TASK REQUIREMENTS →
Report how many lines of the data contain the string "tracing". Add nothing.

DATA RECORDS →
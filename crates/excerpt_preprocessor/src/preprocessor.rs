// crates/excerpt_preprocessor/src/preprocessor.rs

use once_cell::sync::Lazy;
use regex::Regex;
use snippet_resolver::{fenced_lines, SnippetResolver};

use crate::ExcerptError;

/// Tab stop used when expanding tabs in a reference's indentation.
pub const DEFAULT_TAB_LENGTH: usize = 4;

// `--excerpt-- "repo/name"` or with single quotes, alone on its line.
static EXCERPT_RE: Lazy<Regex> = Lazy::new(|| {
    Regex::new(
        r#"^(?P<space>[ \t]*)-{2,}excerpt-{2,}[ \t]+(?P<excerpt>"(?:\\"|[^"\n\r])+?"|'(?:\\'|[^'\n\r])+?')[ \t]*\r?$"#,
    )
    .expect("valid excerpt pattern")
});

/// A parsed `--excerpt--` line.
#[derive(Debug, Clone, PartialEq, Eq)]
pub struct ExcerptReference {
    /// Leading whitespace of the line, tabs expanded.
    pub indent: String,
    pub repo: String,
    pub name: String,
}

/// Parses one line. `Ok(None)` when the line is not an excerpt reference.
pub fn parse_reference(line: &str, tab_length: usize) -> Result<Option<ExcerptReference>, ExcerptError> {
    let caps = match EXCERPT_RE.captures(line) {
        Some(caps) => caps,
        None => return Ok(None),
    };
    let space = caps.name("space").map_or("", |m| m.as_str());
    let quoted = caps.name("excerpt").map_or("", |m| m.as_str());
    let inner = &quoted[1..quoted.len() - 1];

    let parts: Vec<&str> = inner.split('/').collect();
    match parts.as_slice() {
        [repo, name] => Ok(Some(ExcerptReference {
            indent: expand_tabs(space, tab_length),
            repo: repo.to_string(),
            name: name.to_string(),
        })),
        _ => Err(ExcerptError::MalformedReference {
            reference: inner.to_string(),
        }),
    }
}

/// Replaces each tab with spaces up to the next multiple of `tab_length`.
pub fn expand_tabs(text: &str, tab_length: usize) -> String {
    let mut out = String::with_capacity(text.len());
    let mut column = 0;
    for c in text.chars() {
        match c {
            '\t' if tab_length > 0 => {
                let pad = tab_length - column % tab_length;
                out.extend(std::iter::repeat(' ').take(pad));
                column += pad;
            }
            '\t' => {}
            '\n' | '\r' => {
                out.push(c);
                column = 0;
            }
            _ => {
                out.push(c);
                column += 1;
            }
        }
    }
    out
}

/// Line-level markdown preprocessor that swaps `--excerpt--` references for
/// fenced code blocks.
pub struct ExcerptPreprocessor<'a> {
    resolver: &'a SnippetResolver,
    tab_length: usize,
}

impl<'a> ExcerptPreprocessor<'a> {
    pub fn new(resolver: &'a SnippetResolver) -> Self {
        Self {
            resolver,
            tab_length: DEFAULT_TAB_LENGTH,
        }
    }

    pub fn with_tab_length(mut self, tab_length: usize) -> Self {
        self.tab_length = tab_length;
        self
    }

    /// Returns `lines` with every reference expanded. The first failing
    /// reference aborts the page.
    pub fn run<I, S>(&self, lines: I) -> Result<Vec<String>, ExcerptError>
    where
        I: IntoIterator<Item = S>,
        S: AsRef<str>,
    {
        let mut out = Vec::new();
        for line in lines {
            let line = line.as_ref();
            match self.expand_line(line)? {
                Some(block) => out.extend(block),
                None => out.push(line.to_string()),
            }
        }
        Ok(out)
    }

    /// Same as [`run`](Self::run) over `\n`-separated text. A block replacing
    /// a `\r\n`-terminated reference line has `\r\n` endings too.
    pub fn run_text(&self, text: &str) -> Result<String, ExcerptError> {
        let mut out = Vec::new();
        for line in text.split('\n') {
            let (content, ending) = match line.strip_suffix('\r') {
                Some(content) => (content, "\r"),
                None => (line, ""),
            };
            match self.expand_line(content)? {
                Some(block) => out.extend(block.into_iter().map(|fence| fence + ending)),
                None => out.push(line.to_string()),
            }
        }
        Ok(out.join("\n"))
    }

    fn expand_line(&self, line: &str) -> Result<Option<Vec<String>>, ExcerptError> {
        let reference = match parse_reference(line, self.tab_length)? {
            Some(reference) => reference,
            None => return Ok(None),
        };
        let snippet = self.resolver.snippet(&reference.repo, &reference.name)?;
        tracing::debug!(repo = %reference.repo, name = %reference.name, "expanding excerpt");
        Ok(Some(fenced_lines(snippet, &reference.indent)))
    }
}

#[cfg(test)]
mod tests {
    use super::*;

    #[test]
    fn test_parses_double_and_single_quotes() {
        let double = parse_reference("--excerpt-- \"repo/name\"", 4).unwrap().unwrap();
        assert_eq!(double.repo, "repo");
        assert_eq!(double.name, "name");
        assert_eq!(double.indent, "");

        let single = parse_reference("  ----excerpt--- 'repo/name'", 4).unwrap().unwrap();
        assert_eq!(single.indent, "  ");
        assert_eq!(single.name, "name");
    }

    #[test]
    fn test_trailing_whitespace_and_crlf_are_allowed() {
        assert!(parse_reference("--excerpt-- \"a/b\"  \r", 4).unwrap().is_some());
    }

    #[test]
    fn test_non_reference_lines() {
        for line in [
            "plain text",
            "-excerpt- \"a/b\"",
            "--excerpt--\"a/b\"",
            "--excerpt-- \"a/b\" trailing",
            "text --excerpt-- \"a/b\"",
            "--excerpt-- \"\"",
        ] {
            assert_eq!(parse_reference(line, 4).unwrap(), None, "line: {}", line);
        }
    }

    #[test]
    fn test_reference_must_have_exactly_one_slash() {
        for line in ["--excerpt-- \"noslash\"", "--excerpt-- \"a/b/c\""] {
            assert!(matches!(
                parse_reference(line, 4),
                Err(ExcerptError::MalformedReference { .. })
            ));
        }
    }

    #[test]
    fn test_tab_indent_is_expanded() {
        let reference = parse_reference("\t --excerpt-- \"a/b\"", 4).unwrap().unwrap();
        assert_eq!(reference.indent, "     ");
    }

    #[test]
    fn test_expand_tabs_uses_tab_stops() {
        assert_eq!(expand_tabs("  \t", 4), "    ");
        assert_eq!(expand_tabs("\t\t", 2), "    ");
        assert_eq!(expand_tabs("a\tb", 8), "a       b");
    }
}
// crates/excerpt_preprocessor/src/template.rs

use once_cell::sync::Lazy;
use regex::Regex;
use snippet_resolver::{FormatMode, SnippetError, SnippetResolver};

use crate::ExcerptError;

// {% code_snippet 'repo', 'name' %}, with optional `-` whitespace control.
static TAG_RE: Lazy<Regex> = Lazy::new(|| {
    Regex::new(
        r#"\{%(?P<trim_before>-?)\s*code_snippet\s+(?P<repo>"[^"\n]*"|'[^'\n]*')\s*,?\s*(?P<name>"[^"\n]*"|'[^'\n]*')\s*(?P<trim_after>-?)%\}"#,
    )
    .expect("valid template tag pattern")
});

// Any tag naming `code_snippet`, well-formed or not.
static ANY_TAG_RE: Lazy<Regex> = Lazy::new(|| {
    Regex::new(r"(?s)\{%-?\s*code_snippet\b.*?%\}").expect("valid template tag pattern")
});

/// Template callback: the snippet as an inline fenced block surrounded by
/// blank lines.
pub fn code_snippet(resolver: &SnippetResolver, repo: &str, name: &str) -> Result<String, SnippetError> {
    resolver.resolve(repo, name, &FormatMode::Inline)
}

/// Replaces every `code_snippet` tag in `text` with [`code_snippet`]'s output.
/// Text outside the tags is copied unchanged, apart from whitespace removed by
/// `{%-` / `-%}`. A `code_snippet` tag that does not take exactly two quoted
/// arguments is an error.
pub fn expand_template_tags(text: &str, resolver: &SnippetResolver) -> Result<String, ExcerptError> {
    let mut out = String::with_capacity(text.len());
    let mut copied_to = 0;

    for found in ANY_TAG_RE.find_iter(text) {
        let caps = match TAG_RE.captures(found.as_str()) {
            Some(caps) if caps.get(0).map(|m| m.range()) == Some(0..found.len()) => caps,
            _ => {
                return Err(ExcerptError::MalformedTag {
                    tag: found.as_str().to_string(),
                })
            }
        };
        let mut preceding = &text[copied_to..found.start()];
        if has_dash(&caps, "trim_before") {
            preceding = preceding.trim_end();
        }
        out.push_str(preceding);

        let repo = unquote(caps.name("repo").map_or("''", |m| m.as_str()));
        let name = unquote(caps.name("name").map_or("''", |m| m.as_str()));
        tracing::debug!(repo, name, "expanding code_snippet tag");
        out.push_str(&code_snippet(resolver, repo, name)?);

        copied_to = found.end();
        if has_dash(&caps, "trim_after") {
            let rest = &text[copied_to..];
            copied_to += rest.len() - rest.trim_start().len();
        }
    }
    out.push_str(&text[copied_to..]);
    Ok(out)
}

fn has_dash(caps: &regex::Captures<'_>, group: &str) -> bool {
    caps.name(group).is_some_and(|m| m.as_str() == "-")
}

fn unquote(quoted: &str) -> &str {
    &quoted[1..quoted.len() - 1]
}

#[cfg(test)]
mod tests {
    use super::*;

    #[test]
    fn test_tag_pattern_accepts_both_quote_styles() {
        let caps = TAG_RE
            .captures(r#"{% code_snippet "repo-name", 'snippet-name' %}"#)
            .unwrap();
        assert_eq!(&caps["repo"], "\"repo-name\"");
        assert_eq!(&caps["name"], "'snippet-name'");
    }

    #[test]
    fn test_tag_pattern_rejects_other_tags() {
        assert!(!TAG_RE.is_match("{% include 'header.md' %}"));
        assert!(!ANY_TAG_RE.is_match("{% include 'header.md' %}"));
        assert!(!ANY_TAG_RE.is_match("{% code_snippets 'a', 'b' %}"));
    }

    #[test]
    fn test_any_tag_pattern_sees_malformed_tags() {
        for tag in [
            "{% code_snippet 'only-one' %}",
            "{% code_snippet repo, name %}",
            "{%- code_snippet 'a', 'b', 'c' -%}",
        ] {
            assert!(ANY_TAG_RE.is_match(tag), "tag: {}", tag);
            let caps = TAG_RE.captures(tag);
            assert!(caps.map_or(true, |c| c[0].len() != tag.len()), "tag: {}", tag);
        }
    }

    #[test]
    fn test_unquote() {
        assert_eq!(unquote("'abc'"), "abc");
        assert_eq!(unquote("\"\""), "");
    }
}
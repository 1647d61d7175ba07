// crates/extract_snippets/src/lib.rs

//! Parses `code_snippet` marker pairs out of a single file's text.
//!
//! Every start marker is tried on its own, so snippets may nest or interleave:
//!
//! ```text
//! # code_snippet a start go      <- a
//! # code_snippet b start go      <- a, b
//! # code_snippet a end           <-    b
//! # code_snippet b end
//! ```
//!
//! A body runs from the line after its start marker up to the line before the
//! *last* matching end marker in the file. Unbalanced markers yield nothing.

use std::borrow::Cow;
use std::fs;
use std::io;
use std::path::Path;

use snippet_marker::{end_marker, MARKER_LINE_RE, START_MARKER_RE};

mod dedent;

pub use dedent::dedent;

/// One named fragment extracted from a source file.
#[derive(Debug, Clone, PartialEq, Eq)]
pub struct Snippet {
    pub name: String,
    /// Language tag, used verbatim on the opening fence.
    pub syntax: String,
    pub body: Vec<String>,
}

/// How many `# code_snippet ...` lines are removed from a captured body.
#[derive(Debug, Clone, Copy, Default, PartialEq, Eq)]
pub enum MarkerStrip {
    /// Only the first marker line (leaves e.g. the end marker of a nested
    /// snippet in place).
    #[default]
    First,
    /// Every marker line.
    All,
}

/// Extracts all snippets from `content`, in start-marker order. `\r\n` line
/// endings are read as `\n`.
pub fn parse_snippets(content: &str, strip: MarkerStrip) -> Vec<Snippet> {
    let content = normalize_newlines(content);
    let content = content.as_ref();
    START_MARKER_RE
        .captures_iter(content)
        .filter_map(|caps| {
            let whole = caps.get(0)?;
            let name = caps.get(1)?.as_str();
            let syntax = caps.get(2)?.as_str();
            let body = captured_body(&content[whole.end()..], name)?;
            Some(Snippet {
                name: name.to_string(),
                syntax: syntax.to_string(),
                body: normalize_body(body, strip),
            })
        })
        .collect()
}

/// Reads `path` and extracts its snippets. The file is closed before
/// returning.
pub fn parse_snippet_file(path: &Path, strip: MarkerStrip) -> io::Result<Vec<Snippet>> {
    let content = fs::read_to_string(path)?;
    Ok(parse_snippets(&content, strip))
}

fn normalize_newlines(content: &str) -> Cow<'_, str> {
    if content.contains("\r\n") {
        Cow::Owned(content.replace("\r\n", "\n"))
    } else {
        Cow::Borrowed(content)
    }
}

/// `rest` starts right after a start marker's newline. Returns the text up to
/// the last newline preceding the last end marker for `name`.
fn captured_body<'a>(rest: &'a str, name: &str) -> Option<&'a str> {
    let end_at = rest.rfind(&end_marker(name))?;
    let newline_at = rest[..end_at].rfind('\n')?;
    Some(&rest[..newline_at])
}

fn normalize_body(body: &str, strip: MarkerStrip) -> Vec<String> {
    let stripped = match strip {
        MarkerStrip::First => MARKER_LINE_RE.replacen(body, 1, ""),
        MarkerStrip::All => MARKER_LINE_RE.replace_all(body, ""),
    };
    dedent(&stripped)
        .lines()
        .map(|line| line.strip_suffix('\r').unwrap_or(line).to_string())
        .collect()
}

WORKED SOLUTION →
2